• WORK TASK
Copy out the entries below exactly as they stand, but only from the line containing "async fn test_post_form_sends_fields_and_accept()" through the line containing "URL, following redirects".

• DATASET EXCERPTS

^^^^

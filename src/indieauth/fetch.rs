//! Outbound HTTP for discovery and code exchange.
//! No retries: a timeout or transport failure is a negative answer.
use async_trait::async_trait;
use reqwest::header::{ACCEPT, LINK, LOCATION};
use reqwest::redirect::Policy;
use std::time::Duration;
use thiserror::Error;

use crate::config::Config;
use crate::indieauth::uri;

#[derive(Debug, Error)]
pub enum FetchError {
    #[error("transport error: {0}")]
    Transport(#[from] reqwest::Error),

    #[error("timed out after {0:?}")]
    Timeout(Duration),

    #[error("more than {0} redirects")]
    TooManyRedirects(usize),
}

/// Final response of a GET after redirects.
#[derive(Debug, Clone)]
pub struct FetchedPage {
    /// Effective URL after following redirects.
    pub url: String,
    pub status: u16,
    /// `Link` header values seen on responses for `url` only. Values from
    /// earlier hops are dropped whenever the effective URL changes.
    pub links: Vec<String>,
    pub body: String,
}

#[derive(Debug, Clone)]
pub struct FetchedBody {
    pub status: u16,
    pub body: String,
}

/// Outbound HTTP capability used by discovery and code exchange.
#[async_trait]
pub trait Fetch: Send + Sync {
    async fn get(&self, url: &str) -> Result<FetchedPage, FetchError>;

    /// POST `form` url-encoded, asking for JSON back.
    async fn post_form(&self, url: &str, form: &[(&str, &str)]) -> Result<FetchedBody, FetchError>;
}

pub struct HttpFetcher {
    /// Redirects are followed by hand so `Link` headers can be tracked per hop.
    discovery: reqwest::Client,
    exchange: reqwest::Client,
    total_timeout: Duration,
    max_redirects: usize,
}

impl HttpFetcher {
    pub fn new(cfg: &Config) -> anyhow::Result<Self> {
        let connect_timeout = Duration::from_millis(cfg.connect_timeout_ms);
        let total_timeout = Duration::from_millis(cfg.http_timeout_ms);
        let user_agent = concat!("indietoken/", env!("CARGO_PKG_VERSION"));

        let discovery = reqwest::Client::builder()
            .use_rustls_tls()
            .user_agent(user_agent)
            .connect_timeout(connect_timeout)
            .timeout(total_timeout)
            .redirect(Policy::none())
            .build()?;

        let exchange = reqwest::Client::builder()
            .use_rustls_tls()
            .user_agent(user_agent)
            .connect_timeout(connect_timeout)
            .timeout(total_timeout)
            .redirect(Policy::limited(cfg.max_redirects))
            .build()?;

        Ok(Self {
            discovery,
            exchange,
            total_timeout,
            max_redirects: cfg.max_redirects,
        })
    }

    async fn follow(&self, url: &str) -> Result<FetchedPage, FetchError> {
        let mut current = url.to_string();
        let mut effective = String::new();
        let mut links: Vec<String> = Vec::new();
        let mut hops = 0;

        loop {
            let resp = self.discovery.get(&current).send().await?;

            let url = resp.url().to_string();
            if url != effective {
                links.clear();
                effective = url;
            }
            links.extend(
                resp.headers()
                    .get_all(LINK)
                    .iter()
                    .filter_map(|v| v.to_str().ok())
                    .map(|v| v.trim().to_string()),
            );

            let status = resp.status();
            let location = resp
                .headers()
                .get(LOCATION)
                .and_then(|v| v.to_str().ok())
                .map(str::to_string);

            match location {
                Some(location) if status.is_redirection() => {
                    if hops >= self.max_redirects {
                        return Err(FetchError::TooManyRedirects(self.max_redirects));
                    }
                    hops += 1;
                    current = uri::resolve(&effective, &location);
                    tracing::debug!(from = %effective, to = %current, hops, "following redirect");
                }
                _ => {
                    let body = resp.text().await?;
                    return Ok(FetchedPage {
                        url: effective,
                        status: status.as_u16(),
                        links,
                        body,
                    });
                }
            }
        }
    }
}

#[async_trait]
impl Fetch for HttpFetcher {
    async fn get(&self, url: &str) -> Result<FetchedPage, FetchError> {
        // The client timeout is per hop; this bounds the whole chain.
        tokio::time::timeout(self.total_timeout, self.follow(url))
            .await
            .map_err(|_| FetchError::Timeout(self.total_timeout))?
    }

    async fn post_form(&self, url: &str, form: &[(&str, &str)]) -> Result<FetchedBody, FetchError> {
        let resp = self
            .exchange
            .post(url)
            .header(ACCEPT, "application/json")
            .form(form)
            .send()
            .await?;
        let status = resp.status().as_u16();
        let body = resp.text().await?;
        Ok(FetchedBody { status, body })
    }
}

#[cfg(test)]
mod tests {
    use super::*;
    use wiremock::matchers::{body_string_contains, header, method, path};
    use wiremock::{Mock, MockServer, ResponseTemplate};

    fn fetcher() -> HttpFetcher {
        HttpFetcher::new(&Config::default()).unwrap()
    }

    #[tokio::test]
    async fn test_get_keeps_only_final_hop_links() {
        let server = MockServer::start().await;
        Mock::given(method("GET"))
            .and(path("/old"))
            .respond_with(
                ResponseTemplate::new(301)
                    .insert_header("Location", "/new")
                    .insert_header("Link", "<https://stale.example/auth>; rel=\"authorization_endpoint\""),
            )
            .mount(&server)
            .await;
        Mock::given(method("GET"))
            .and(path("/new"))
            .respond_with(
                ResponseTemplate::new(200)
                    .insert_header("Link", "<https://fresh.example/auth>; rel=\"authorization_endpoint\"")
                    .set_body_string("hello"),
            )
            .mount(&server)
            .await;

        let page = fetcher().get(&format!("{}/old", server.uri())).await.unwrap();
        assert_eq!(page.status, 200);
        assert_eq!(page.url, format!("{}/new", server.uri()));
        assert_eq!(page.links, vec!["<https://fresh.example/auth>; rel=\"authorization_endpoint\""]);
        assert_eq!(page.body, "hello");
    }

    #[tokio::test]
    async fn test_get_stops_after_redirect_limit() {
        let server = MockServer::start().await;
        Mock::given(method("GET"))
            .and(path("/loop"))
            .respond_with(ResponseTemplate::new(302).insert_header("Location", "/loop"))
            .mount(&server)
            .await;

        let err = fetcher().get(&format!("{}/loop", server.uri())).await.unwrap_err();
        assert!(matches!(err, FetchError::TooManyRedirects(8)));
    }

    #[tokio::test]
    async fn test_get_times_out() {
        let server = MockServer::start().await;
        Mock::given(method("GET"))
            .respond_with(ResponseTemplate::new(200).set_delay(Duration::from_secs(2)))
            .mount(&server)
            .await;

        let mut cfg = Config::default();
        cfg.http_timeout_ms = 200;
        let err = HttpFetcher::new(&cfg).unwrap().get(&server.uri()).await.unwrap_err();
        assert!(matches!(err, FetchError::Timeout(_) | FetchError::Transport(_)));
    }

    #[tokio::test]
    async fn test_post_form_sends_fields_and_accept() {
        let server = MockServer::start().await;
        Mock::given(method("POST"))
            .and(path("/auth"))
            .and(header("accept", "application/json"))
            .and(body_string_contains("code=abc"))
            .and(body_string_contains("client_id=https%3A%2F%2Fapp.example%2F"))
            .respond_with(ResponseTemplate::new(200).set_body_string("{}"))
            .expect(1)
            .mount(&server)
            .await;

        let resp = fetcher()
            .post_form(
                &format!("{}/auth", server.uri()),
                &[("code", "abc"), ("client_id", "https://app.example/")],
            )
            .await
            .unwrap();
        assert_eq!(resp.status, 200);
        assert_eq!(resp.body, "{}");
    }
}
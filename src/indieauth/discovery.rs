//! Authorization endpoint discovery.
//!
//! Workflow:
//! 1. GET the user's identity URL, following redirects
//! 2. Look for `rel="authorization_endpoint"` in the final response's `Link` headers
//! 3. Failing that, look for it in the page markup (honouring `<base href>`)
//! 4. Resolve whatever we found against the final URL

use crate::indieauth::fetch::Fetch;
use crate::indieauth::link_header;
use crate::indieauth::markup::LinkExtractor;
use crate::indieauth::uri;

pub const AUTHORIZATION_ENDPOINT_REL: &str = "authorization_endpoint";

/// Discover the authorization endpoint declared by `identity_url`.
///
/// Returns `None` on any failure: transport error, non-200 final status, or
/// no declaration in either the headers or the body.
pub async fn discover(
    fetch: &dyn Fetch,
    markup: &dyn LinkExtractor,
    identity_url: &str,
) -> Option<String> {
    let page = match fetch.get(identity_url).await {
        Ok(page) => page,
        Err(e) => {
            tracing::info!(url = %identity_url, error = %e, "discovery fetch failed");
            return None;
        }
    };

    if page.status != 200 {
        tracing::info!(url = %page.url, status = page.status, "discovery got non-200 response");
        return None;
    }

    if let Some(href) = link_header::find_rel(&page.links, AUTHORIZATION_ENDPOINT_REL) {
        let endpoint = uri::resolve(&page.url, &href);
        tracing::debug!(url = %page.url, endpoint = %endpoint, "endpoint found in Link header");
        return Some(endpoint);
    }

    let found = markup.find_first_matching_link(&page.body, AUTHORIZATION_ENDPOINT_REL);
    let Some(href) = found.href else {
        tracing::info!(url = %page.url, "no authorization endpoint declared");
        return None;
    };

    let base = match found.base {
        Some(base) => uri::resolve(&page.url, &base),
        None => page.url,
    };
    let endpoint = uri::resolve(&base, &href);
    tracing::debug!(base = %base, endpoint = %endpoint, "endpoint found in markup");
    Some(endpoint)
}
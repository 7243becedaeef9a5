//! Authorization code verification against a trusted authorization endpoint.

use serde::{Deserialize, Serialize};
use serde_json::Value;

use crate::indieauth::fetch::Fetch;
use crate::indieauth::validate::{is_valid_scope, is_valid_url};

/// Deepest JSON document accepted from an authorization endpoint: one
/// object whose members are all scalars.
const MAX_RESPONSE_DEPTH: usize = 2;

/// Identity and scope vouched for by the authorization endpoint.
#[derive(Debug, Clone, PartialEq, Eq, Serialize, Deserialize)]
pub struct Assertion {
    pub me: String,
    pub scope: String,
}

/// Redeem `code` at `endpoint`. `None` if the endpoint could not be reached
/// or answered with anything other than a well-formed assertion.
pub async fn exchange(
    fetch: &dyn Fetch,
    code: &str,
    client_id: &str,
    redirect_uri: &str,
    endpoint: &str,
) -> Option<Assertion> {
    let form = [("code", code), ("client_id", client_id), ("redirect_uri", redirect_uri)];
    let resp = match fetch.post_form(endpoint, &form).await {
        Ok(resp) => resp,
        Err(e) => {
            tracing::info!(endpoint = %endpoint, error = %e, "code verification request failed");
            return None;
        }
    };

    let assertion = parse_assertion(&resp.body);
    if assertion.is_none() {
        tracing::info!(endpoint = %endpoint, status = resp.status, "authorization endpoint rejected code");
    }
    assertion
}

/// Validate the shape of an authorization endpoint's JSON answer.
pub fn parse_assertion(body: &str) -> Option<Assertion> {
    let value: Value = serde_json::from_str(body).ok()?;
    if nesting_depth(&value) > MAX_RESPONSE_DEPTH {
        return None;
    }

    let obj = value.as_object()?;
    let me = obj.get("me")?.as_str()?;
    let scope = obj.get("scope")?.as_str()?;
    if !is_valid_url(me) || !is_valid_scope(scope) {
        return None;
    }

    Some(Assertion {
        me: me.to_string(),
        scope: scope.to_string(),
    })
}

/// Scalars are depth 1; each enclosing array or object adds one.
fn nesting_depth(value: &Value) -> usize {
    match value {
        Value::Array(items) => 1 + items.iter().map(nesting_depth).max().unwrap_or(0),
        Value::Object(members) => 1 + members.values().map(nesting_depth).max().unwrap_or(0),
        _ => 1,
    }
}
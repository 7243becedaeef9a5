use async_trait::async_trait;
use chrono::{DateTime, Utc};
use serde::{Deserialize, Serialize};
use sqlx::postgres::PgPoolOptions;
use sqlx::PgPool;

use crate::models::token::{NewToken, Token};
use crate::store::{InsertOutcome, SettingsRepository, TokenRepository};

#[derive(Clone)]
pub struct PgStore {
    pool: PgPool,
}

impl PgStore {
    pub async fn connect(database_url: &str) -> anyhow::Result<Self> {
        let pool = PgPoolOptions::new()
            .max_connections(10)
            .connect(database_url)
            .await?;
        Ok(Self { pool })
    }

    pub fn pool(&self) -> &PgPool {
        &self.pool
    }

    /// Run pending migrations from the migrations/ directory.
    pub async fn migrate(&self) -> anyhow::Result<()> {
        sqlx::migrate!("./migrations").run(&self.pool).await?;
        Ok(())
    }
}

// -- Token Operations --

#[async_trait]
impl TokenRepository for PgStore {
    async fn insert_token(&self, token: &NewToken) -> anyhow::Result<InsertOutcome> {
        let result = sqlx::query(
            "INSERT INTO tokens (token, me, client_id, scope) VALUES ($1, $2, $3, $4)",
        )
        .bind(&token.value)
        .bind(&token.me)
        .bind(&token.client_id)
        .bind(&token.scope)
        .execute(&self.pool)
        .await;

        match result {
            Ok(_) => Ok(InsertOutcome::Inserted),
            Err(sqlx::Error::Database(e)) if e.is_unique_violation() => Ok(InsertOutcome::Conflict),
            Err(e) => Err(e.into()),
        }
    }

    async fn get_token(&self, value: &str) -> anyhow::Result<Option<Token>> {
        let row = sqlx::query_as::<_, TokenRow>(
            "SELECT token, me, client_id, scope, created_at, revoked FROM tokens WHERE token = $1",
        )
        .bind(value)
        .fetch_optional(&self.pool)
        .await?;

        Ok(row.map(Token::from))
    }

    async fn revoke_token(&self, value: &str) -> anyhow::Result<bool> {
        let result =
            sqlx::query("UPDATE tokens SET revoked = NOW() WHERE token = $1 AND revoked IS NULL")
                .bind(value)
                .execute(&self.pool)
                .await?;

        Ok(result.rows_affected() > 0)
    }
}

// -- Settings Operations --

#[async_trait]
impl SettingsRepository for PgStore {
    async fn has_setting(&self, name: &str, value: &str) -> anyhow::Result<bool> {
        let exists = sqlx::query_scalar::<_, bool>(
            "SELECT EXISTS(SELECT 1 FROM settings WHERE name = $1 AND value = $2)",
        )
        .bind(name)
        .bind(value)
        .fetch_one(&self.pool)
        .await?;
        Ok(exists)
    }

    async fn list_settings(&self, name: &str) -> anyhow::Result<Vec<String>> {
        let rows = sqlx::query_scalar::<_, String>(
            "SELECT value FROM settings WHERE name = $1 ORDER BY value ASC",
        )
        .bind(name)
        .fetch_all(&self.pool)
        .await?;
        Ok(rows)
    }

    async fn add_setting(&self, name: &str, value: &str) -> anyhow::Result<bool> {
        let result = sqlx::query(
            "INSERT INTO settings (name, value) VALUES ($1, $2) ON CONFLICT (name, value) DO NOTHING",
        )
        .bind(name)
        .bind(value)
        .execute(&self.pool)
        .await?;
        Ok(result.rows_affected() > 0)
    }

    async fn remove_setting(&self, name: &str, value: &str) -> anyhow::Result<bool> {
        let result = sqlx::query("DELETE FROM settings WHERE name = $1 AND value = $2")
            .bind(name)
            .bind(value)
            .execute(&self.pool)
            .await?;
        Ok(result.rows_affected() > 0)
    }
}

#[derive(Debug, sqlx::FromRow, Serialize, Deserialize)]
pub struct TokenRow {
    pub token: String,
    pub me: String,
    pub client_id: String,
    pub scope: String,
    pub created_at: DateTime<Utc>,
    pub revoked: Option<DateTime<Utc>>,
}

impl From<TokenRow> for Token {
    fn from(row: TokenRow) -> Self {
        Token {
            value: row.token,
            me: row.me,
            client_id: row.client_id,
            scope: row.scope,
            created_at: row.created_at,
            revoked_at: row.revoked,
        }
    }
}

^^^^

• RESULT OF THIS EXERCISE
    async fn test_post_form_sends_fields_and_accept() {
        let server = MockServer::start().await;
        Mock::given(method("POST"))
            .and(path("/auth"))
            .and(header("accept", "application/json"))
            .and(body_string_contains("code=abc"))
            .and(body_string_contains("client_id=https%3A%2F%2Fapp.example%2F"))
            .respond_with(ResponseTemplate::new(200).set_body_string("{}"))
            .expect(1)
            .mount(&server)
            .await;

        let resp = fetcher()
            .post_form(
                &format!("{}/auth", server.uri()),
                &[("code", "abc"), ("client_id", "https://app.example/")],
            )
            .await
            .unwrap();
        assert_eq!(resp.status, 200);
        assert_eq!(resp.body, "{}");
    }
}
filename src/indieauth/discovery.rs
//! Authorization endpoint discovery.
//!
//! Workflow:
//! 1. GET the user's identity URL, following redirects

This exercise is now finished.